Ce vieux schéma, que je m’apprêtais à verser dans la corbeille de mon ordinateur, me paraît finalement pouvoir encore servir à quelque chose.
Il décrit la chaîne didactique complète qui relie le projet de formation à la compétence observable, en passant par : l’objectif, l’itinéraire d’action, la consigne, la performance et l’évaluation.
J’ai décidé d’en expliciter ici la signification, par écrit cette fois, pour montrer comment cette logique peut s’incarner dans la pratique de classe.
« Comment la cohérence pédagogique se construit pas à pas, du schéma à la pratique »
De la finalité à l’objectif
Ce schéma illustre donc la continuité logique qui relie la finalité éducative à la compétence visée. Il montre que l’enseignement-apprentissage et l’évaluation ne sont pas des étapes séparées, mais les moments successifs d’un même processus de construction de sens.

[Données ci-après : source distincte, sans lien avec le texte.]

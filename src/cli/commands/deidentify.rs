//! Deidentify command implementation
//!
//! This module implements the `deidentify` command, which runs the derivative
//! orchestrator over one session of the filesystem record store.

use super::load_config_or_default;
use crate::adapters::codec::JsonImageCodec;
use crate::adapters::filesystem::FileSystemRecordStore;
use crate::cli::exit_code;
use crate::core::derivative::{DeidentificationSummary, DerivativeOrchestrator};
use crate::deidentification::{Deidentifier, DeidentifyOptions};
use crate::domain::{PhiScrubError, SessionId};
use clap::Args;
use std::sync::Arc;

/// Arguments for the deidentify command
#[derive(Args, Debug)]
pub struct DeidentifyArgs {
    /// Session to process
    #[arg(long)]
    pub session: String,

    /// Dry run mode - process every record but write nothing
    #[arg(long)]
    pub dry_run: bool,

    /// Keep the original pixel data
    #[arg(long)]
    pub no_destroy_pixels: bool,

    /// Run the configured NER recognizers over free text
    #[arg(long)]
    pub use_transformers: bool,

    /// Override the detector score threshold (0.0 - 1.0)
    #[arg(long, value_name = "SCORE")]
    pub score_threshold: Option<f32>,
}

impl DeidentifyArgs {
    /// Execute the deidentify command
    pub async fn execute(&self, config_path: &str) -> anyhow::Result<i32> {
        tracing::info!(session = %self.session, "Starting deidentify command");

        let mut config = match load_config_or_default(config_path) {
            Ok(c) => c,
            Err(e) => {
                eprintln!("❌ Failed to load configuration: {e}");
                return Ok(exit_code::CONFIGURATION);
            }
        };

        // Apply CLI overrides
        if self.dry_run {
            tracing::info!("Enabling dry-run mode from CLI");
            config.application.dry_run = true;
        }
        if self.no_destroy_pixels {
            config.deidentification.destroy_pixels = false;
        }
        if self.use_transformers {
            config.deidentification.use_transformers = true;
        }
        if let Some(threshold) = self.score_threshold {
            tracing::info!(threshold, "Overriding score threshold from CLI");
            config.deidentification.score_threshold = threshold;
        }

        if let Err(e) = config.validate() {
            tracing::error!(error = %e, "Configuration validation failed");
            eprintln!("❌ Configuration validation failed: {e}");
            return Ok(exit_code::CONFIGURATION);
        }

        let session = match SessionId::new(self.session.as_str()) {
            Ok(s) => s,
            Err(e) => {
                eprintln!("❌ Invalid session id: {e}");
                return Ok(exit_code::CONFIGURATION);
            }
        };

        let deidentifier = match Deidentifier::new(
            &config.deidentification,
            &config.ner,
            &config.audit,
        ) {
            Ok(d) => d,
            Err(e) => {
                tracing::error!(error = %e, "Failed to build de-identification pipeline");
                eprintln!("❌ Failed to initialize pipeline: {e:#}");
                return Ok(exit_code::CONFIGURATION);
            }
        };

        let options =
            DeidentifyOptions::from_config(&config.deidentification, config.application.dry_run);

        if options.use_transformers && !deidentifier.scrubber().is_enabled() {
            tracing::warn!("use_transformers is set but no recognizers are configured");
        }

        if options.dry_run {
            println!("🔍 DRY RUN MODE - No derivatives will be written");
            println!();
        }

        let orchestrator = DerivativeOrchestrator::new(
            Arc::new(FileSystemRecordStore::new(&config.store.root)),
            Arc::new(JsonImageCodec::new()),
            Arc::new(deidentifier),
        );

        println!("🚀 De-identifying session {session}...");
        println!();

        let summary = match orchestrator.deidentify(&session, &options).await {
            Ok(s) => s,
            Err(PhiScrubError::SessionNotFound(name)) => {
                tracing::error!(session = %name, "Session not found");
                eprintln!("❌ Session not found: {name}");
                return Ok(exit_code::SESSION_NOT_FOUND);
            }
            Err(e) => {
                tracing::error!(error = %e, "De-identification failed");
                eprintln!("❌ De-identification failed: {e}");
                return Ok(exit_code::FATAL);
            }
        };

        summary.log_summary();
        print_summary(&summary);

        let code = if summary.is_successful() {
            println!("✅ De-identification completed successfully!");
            exit_code::SUCCESS
        } else {
            println!("⚠️  De-identification completed with errors");
            exit_code::COMPLETED_WITH_ERRORS
        };

        Ok(code)
    }
}

fn print_summary(summary: &DeidentificationSummary) {
    println!("📊 De-identification Summary:");
    println!("  Run ID: {}", summary.run_id);
    println!("  Entries Seen: {}", summary.entries_seen);
    println!("  Entries Processed: {}", summary.entries_processed);
    println!("  Entries Skipped: {}", summary.entries_skipped);
    println!("  Entries Failed: {}", summary.entries_failed);
    println!("  Records Processed: {}", summary.records_processed);
    println!("  Records Failed: {}", summary.records_failed);
    println!("  Fields Redacted: {}", summary.fields_redacted);
    println!("  Person Names Replaced: {}", summary.person_names_replaced);
    if !summary.detections_by_category.is_empty() {
        println!("  Detections:");
        for (category, count) in &summary.detections_by_category {
            println!("    {category}: {count}");
        }
    }
    if summary.dry_run {
        println!("  Derivatives: none written (dry run)");
    } else {
        println!("  Derivatives Created: {}", summary.derivatives_created.len());
        for name in &summary.derivatives_created {
            println!("    - {name}");
        }
    }
    println!("  Duration: {:.2}s", summary.duration.as_secs_f64());
    println!();

    if !summary.errors.is_empty() {
        println!("⚠️  Errors encountered:");
        for error in &summary.errors {
            println!("  - {:?}: {}", error.error_type, error.message);
            if let Some(context) = &error.context {
                println!("    Context: {context}");
            }
        }
        println!();
    }
}
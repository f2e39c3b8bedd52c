//! Temporary files owned by a single conversion

use anyhow::{Context, Result};
use std::path::Path;
use tempfile::{Builder, TempPath};

/// A uniquely named scratch file, deleted when dropped
///
/// The file is created empty; writers truncate it. Deletion errors on drop
/// are ignored.
#[derive(Debug)]
pub struct TempArtifact {
    path: TempPath,
}

impl TempArtifact {
    /// Create `<dir>/<random><extension>`; `extension` includes its dot or is empty
    pub fn new(dir: &Path, extension: &str) -> Result<Self> {
        let path = Builder::new()
            .prefix("speed-")
            .suffix(extension)
            .tempfile_in(dir)
            .with_context(|| format!("Failed to create temp file in {:?}", dir))?
            .into_temp_path();

        Ok(Self { path })
    }

    pub fn path(&self) -> &Path {
        &self.path
    }

    /// Move the file to `target`, replacing whatever is there, and stop tracking it
    ///
    /// `target` should be on the same filesystem so the rename is atomic.
    pub fn persist(self, target: &Path) -> Result<()> {
        self.path
            .persist(target)
            .with_context(|| format!("Failed to move finished file to {:?}", target))?;
        Ok(())
    }
}

/// Non-empty file at `path`
pub fn has_content(path: &Path) -> bool {
    std::fs::metadata(path).map(|m| m.len() > 0).unwrap_or(false)
}
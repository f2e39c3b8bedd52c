//! Converter configuration

use crate::process::executable_in;
use std::path::PathBuf;
use std::time::Duration;

/// Where the external tools live and where intermediates go
#[derive(Debug, Clone)]
pub struct ConvertConfig {
    /// Directory holding bundled tool binaries (soundstretch)
    pub binaries_dir: PathBuf,

    /// Explicit soundstretch path; overrides `binaries_dir` lookup
    pub soundstretch: Option<PathBuf>,

    /// ffmpeg executable (bare name resolves through PATH)
    pub ffmpeg: PathBuf,

    /// Directory for the three temporary files of each conversion
    pub work_dir: PathBuf,

    /// Kill an external tool that runs longer than this (None = wait forever)
    pub process_timeout: Option<Duration>,
}

impl ConvertConfig {
    pub fn new() -> Self {
        Self {
            binaries_dir: PathBuf::from("binaries"),
            soundstretch: None,
            ffmpeg: PathBuf::from("ffmpeg"),
            work_dir: std::env::temp_dir(),
            process_timeout: None,
        }
    }

    pub fn with_binaries_dir(mut self, dir: PathBuf) -> Self {
        self.binaries_dir = dir;
        self
    }

    pub fn with_soundstretch(mut self, path: PathBuf) -> Self {
        self.soundstretch = Some(path);
        self
    }

    pub fn with_ffmpeg(mut self, path: PathBuf) -> Self {
        self.ffmpeg = path;
        self
    }

    pub fn with_work_dir(mut self, dir: PathBuf) -> Self {
        self.work_dir = dir;
        self
    }

    pub fn with_timeout(mut self, timeout: Option<Duration>) -> Self {
        self.process_timeout = timeout;
        self
    }

    /// Resolved soundstretch executable
    pub fn soundstretch_path(&self) -> PathBuf {
        self.soundstretch
            .clone()
            .unwrap_or_else(|| executable_in(&self.binaries_dir, "soundstretch"))
    }
}

impl Default for ConvertConfig {
    fn default() -> Self {
        Self::new()
    }
}
use crate::error::ConvertError;
use std::path::PathBuf;

/// Rate multiplier a game mode already applies on top of the audio (DT/NC)
pub const RATE_DOUBLING_FACTOR: f64 = 1.5;

/// Smallest tempo basis whose `-tempo` value still renders above -100 at 4 decimals
pub const MIN_TEMPO_BASIS: f64 = 1e-6;

/// A single speed-change job
#[derive(Debug, Clone, PartialEq)]
pub struct ConversionRequest {
    /// Source audio file (format is sniffed from content, not extension)
    pub input_path: PathBuf,

    /// Destination for the encoded Ogg Vorbis file
    pub output_path: PathBuf,

    /// Effective playback-speed multiplier requested by the caller
    pub speed_multiplier: f64,

    /// Shift pitch along with tempo (nightcore style)
    pub change_pitch: bool,

    /// Divide the tempo basis by 1.5 because the game will apply that rate itself
    pub compensate_for_rate_doubling: bool,

    /// Use the slower stretch settings and the higher bitrate tier
    pub high_quality: bool,
}

/// Stretch and encode quality tier
#[derive(Debug, Clone, Copy, PartialEq, Eq)]
pub enum Quality {
    /// Fast stretch (`-quick -naa`), 128 kbps
    Normal,

    /// Full-quality stretch, 192 kbps
    High,
}

impl ConversionRequest {
    pub fn new(input_path: PathBuf, output_path: PathBuf, speed_multiplier: f64) -> Self {
        Self {
            input_path,
            output_path,
            speed_multiplier,
            change_pitch: false,
            compensate_for_rate_doubling: false,
            high_quality: false,
        }
    }

    pub fn with_pitch_change(mut self, enable: bool) -> Self {
        self.change_pitch = enable;
        self
    }

    pub fn with_rate_compensation(mut self, enable: bool) -> Self {
        self.compensate_for_rate_doubling = enable;
        self
    }

    pub fn with_high_quality(mut self, enable: bool) -> Self {
        self.high_quality = enable;
        self
    }

    pub fn quality(&self) -> Quality {
        if self.high_quality {
            Quality::High
        } else {
            Quality::Normal
        }
    }

    /// Multiplier the stretch tool should apply
    ///
    /// With rate compensation the game's own 1.5x is factored out.
    pub fn tempo_basis(&self) -> f64 {
        if self.compensate_for_rate_doubling {
            self.speed_multiplier / RATE_DOUBLING_FACTOR
        } else {
            self.speed_multiplier
        }
    }

    /// Reject multipliers the stretch arithmetic cannot handle
    pub fn validate(&self) -> Result<(), ConvertError> {
        let m = self.speed_multiplier;
        if !m.is_finite() || m <= 0.0 || self.tempo_basis() < MIN_TEMPO_BASIS {
            return Err(ConvertError::InvalidMultiplier(m));
        }
        Ok(())
    }
}
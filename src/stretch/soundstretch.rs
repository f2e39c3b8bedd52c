//! SoundTouch's `soundstretch` command-line tool as a [`Stretcher`]

use super::traits::{StretchParams, Stretcher};
use crate::convert::temp::has_content;
use crate::error::ConvertError;
use crate::process::ToolCommand;
use anyhow::Result;
use std::path::{Path, PathBuf};
use std::time::Duration;

const TOOL_NAME: &str = "soundstretch";

/// Runs the external soundstretch executable
pub struct SoundStretch {
    executable: PathBuf,
    timeout: Option<Duration>,
}

impl SoundStretch {
    pub fn new(executable: PathBuf) -> Self {
        Self {
            executable,
            timeout: None,
        }
    }

    /// Kill the tool if it runs longer than `timeout`
    pub fn with_timeout(mut self, timeout: Option<Duration>) -> Self {
        self.timeout = timeout;
        self
    }

    /// Full invocation: `<in> <out> [-quick] [-naa] -tempo=<pct> [-pitch=<st>]`
    pub fn command(&self, input: &Path, output: &Path, params: &StretchParams) -> ToolCommand {
        ToolCommand::new(TOOL_NAME, &self.executable)
            .arg(input)
            .arg(output)
            .args(params.to_args())
    }
}

impl Stretcher for SoundStretch {
    fn stretch(&self, input: &Path, output: &Path, params: &StretchParams) -> Result<()> {
        log::debug!(
            "Stretching {:?} -> {:?} (tempo {:+.2}%, pitch {:?})",
            input,
            output,
            params.tempo_percent,
            params.pitch_semitones
        );

        self.command(input, output, params).run(self.timeout)?;

        if !has_content(output) {
            return Err(ConvertError::MissingOutput {
                tool: TOOL_NAME.to_string(),
                path: output.to_path_buf(),
            }
            .into());
        }

        Ok(())
    }
}
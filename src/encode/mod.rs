//! Output encoding layer

mod ffmpeg;
mod traits;

pub use ffmpeg::FfmpegEncoder;
pub use traits::{EncodeSettings, Encoder, OUTPUT_SAMPLE_RATE};
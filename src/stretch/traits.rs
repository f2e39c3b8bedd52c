//! Stretcher trait and its parameters

use super::tempo::format_number;
use crate::model::Quality;
use anyhow::Result;
use std::path::Path;

/// Time-stretch backend - allows swapping the external tool for a test double
pub trait Stretcher {
    /// Read `input` (16-bit WAV), write the stretched WAV to `output`
    fn stretch(&self, input: &Path, output: &Path, params: &StretchParams) -> Result<()>;
}

/// What the stretch tool should do to the decoded audio
#[derive(Debug, Clone, Copy, PartialEq)]
pub struct StretchParams {
    /// Tempo change in percent (`50.0` plays 1.5x as fast)
    pub tempo_percent: f64,

    /// Pitch shift in semitones, `None` keeps the original pitch
    pub pitch_semitones: Option<f64>,

    pub quality: Quality,
}

impl StretchParams {
    /// Option flags in soundstretch syntax, excluding the file arguments
    pub fn to_args(&self) -> Vec<String> {
        let mut args = Vec::new();

        if self.quality == Quality::Normal {
            args.push("-quick".to_string());
            args.push("-naa".to_string());
        }

        args.push(format!("-tempo={}", format_number(self.tempo_percent)));

        if let Some(semitones) = self.pitch_semitones {
            args.push(format!("-pitch={}", format_number(semitones)));
        }

        args
    }
}
//! Ogg Vorbis encoding through the ffmpeg command-line tool

use super::traits::{EncodeSettings, Encoder};
use crate::convert::temp::has_content;
use crate::error::ConvertError;
use crate::process::ToolCommand;
use anyhow::Result;
use std::path::{Path, PathBuf};
use std::time::Duration;

const TOOL_NAME: &str = "ffmpeg";

/// Encodes WAV to Ogg Vorbis with an external ffmpeg
pub struct FfmpegEncoder {
    executable: PathBuf,
    timeout: Option<Duration>,
}

impl FfmpegEncoder {
    pub fn new(executable: PathBuf) -> Self {
        Self {
            executable,
            timeout: None,
        }
    }

    pub fn with_timeout(mut self, timeout: Option<Duration>) -> Self {
        self.timeout = timeout;
        self
    }

    pub fn command(&self, input: &Path, output: &Path, settings: &EncodeSettings) -> ToolCommand {
        ToolCommand::new(TOOL_NAME, &self.executable)
            .args(["-y", "-hide_banner", "-loglevel", "error", "-i"])
            .arg(input)
            .args(["-vn", "-c:a", "libvorbis", "-ar"])
            .arg(settings.sample_rate.to_string())
            .arg("-b:a")
            .arg(format!("{}k", settings.bitrate_kbps))
            // the final name may not end in .ogg
            .args(["-f", "ogg"])
            .arg(output)
    }
}

impl Encoder for FfmpegEncoder {
    fn encode(&self, input: &Path, output: &Path, settings: &EncodeSettings) -> Result<()> {
        log::debug!(
            "Encoding {:?} -> {:?} (vorbis, {}Hz, {}kbps)",
            input,
            output,
            settings.sample_rate,
            settings.bitrate_kbps
        );

        self.command(input, output, settings).run(self.timeout)?;

        if !has_content(output) {
            return Err(ConvertError::MissingOutput {
                tool: TOOL_NAME.to_string(),
                path: output.to_path_buf(),
            }
            .into());
        }

        Ok(())
    }
}
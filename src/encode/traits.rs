//! Encoder trait and output settings

use crate::model::Quality;
use anyhow::Result;
use std::path::Path;

/// Output sample rate for every encoded file
pub const OUTPUT_SAMPLE_RATE: u32 = 44_100;

/// Final-container encoder - allows swapping ffmpeg for a test double
pub trait Encoder {
    /// Encode the WAV at `input` into the final container at `output`
    fn encode(&self, input: &Path, output: &Path, settings: &EncodeSettings) -> Result<()>;
}

/// Target format for the encoded file
#[derive(Debug, Clone, Copy, PartialEq, Eq)]
pub struct EncodeSettings {
    pub sample_rate: u32,
    pub bitrate_kbps: u32,
}

impl EncodeSettings {
    /// Ogg Vorbis at 44.1kHz; 128 kbps normally, 192 kbps for high quality
    pub fn for_quality(quality: Quality) -> Self {
        let bitrate_kbps = match quality {
            Quality::Normal => 128,
            Quality::High => 192,
        };

        Self {
            sample_rate: OUTPUT_SAMPLE_RATE,
            bitrate_kbps,
        }
    }
}
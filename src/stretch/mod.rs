//! Time-stretch layer
//!
//! The stretch itself is done by an external tool behind the [`Stretcher`]
//! trait; this module only computes its parameters and builds the command.

mod soundstretch;
pub mod tempo;
mod traits;

pub use soundstretch::SoundStretch;
pub use tempo::plan;
pub use traits::{StretchParams, Stretcher};
//! Audio input layer
//!
//! Sniffs the container from magic bytes and decodes it to the 16-bit WAV
//! the stretch tool consumes. Decoding is powered by symphonia.

mod decode;
mod sniff;

pub use decode::{decode_to_wav, DecodedAudio};
pub use sniff::{classify_header, sniff_file, ContainerFormat, ID3V23_MAGIC, OGG_MAGIC};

Toute démarche d’enseignement part d’une finalité, c’est-à-dire d’une intention éducative large : former un locuteur autonome, développer des compétences de communication, favoriser l’inclusion, etc.
Cette finalité se décline en objectifs plus concrets et opérationnels, qui orientent l’action pédagogique. Ces objectifs peuvent être :
– généraux, quand ils traduisent une visée de formation durable ;
– spécifiques, lorsqu’ils concernent une compétence langagière ciblée ;
– didactiques ou disciplinaires, selon qu’ils relèvent de la progression en langue ou des savoirs du domaine.
De l’objectif à l’itinéraire et à l’action
L’objectif se concrétise dans un itinéraire d’apprentissage ou d’évaluation, composé de tâches et d’activités successives. Les tâches peuvent être :
– globales, quand elles intègrent plusieurs savoir-faire dans une situation complexe et signifiante ;
– particulières, quand elles entraînent une capacité spécifique ;
– spécifiques, quand elles visent un point précis de langue ou de prononciation.
Chaque tâche donne lieu à des activités d’application, d’enrichissement, de renforcement, de remédiation ou de transfert.
Ces activités concrétisent le passage de l’objectif à l’action.
L’action est le moment où l’apprenant mobilise réellement ses ressources (linguistiques, cognitives, sociales) dans une situation donnée.
De l’action à la consigne
Toute action est guidée par une consigne, c’est-à-dire une instruction [1] claire, faisable et contextualisée : ce que l’apprenant doit faire, avec quoi et dans quel but. La consigne précise :
– la nature de l’opération (rédiger, présenter, interagir, résoudre, etc.) ;
– les ressources (documents, outils, groupe, enseignant) ;
– la mise en œuvre (travail individuel, en binôme ou en groupe) et
– les critères de réussite (forme, contenu, registre, durée, etc.).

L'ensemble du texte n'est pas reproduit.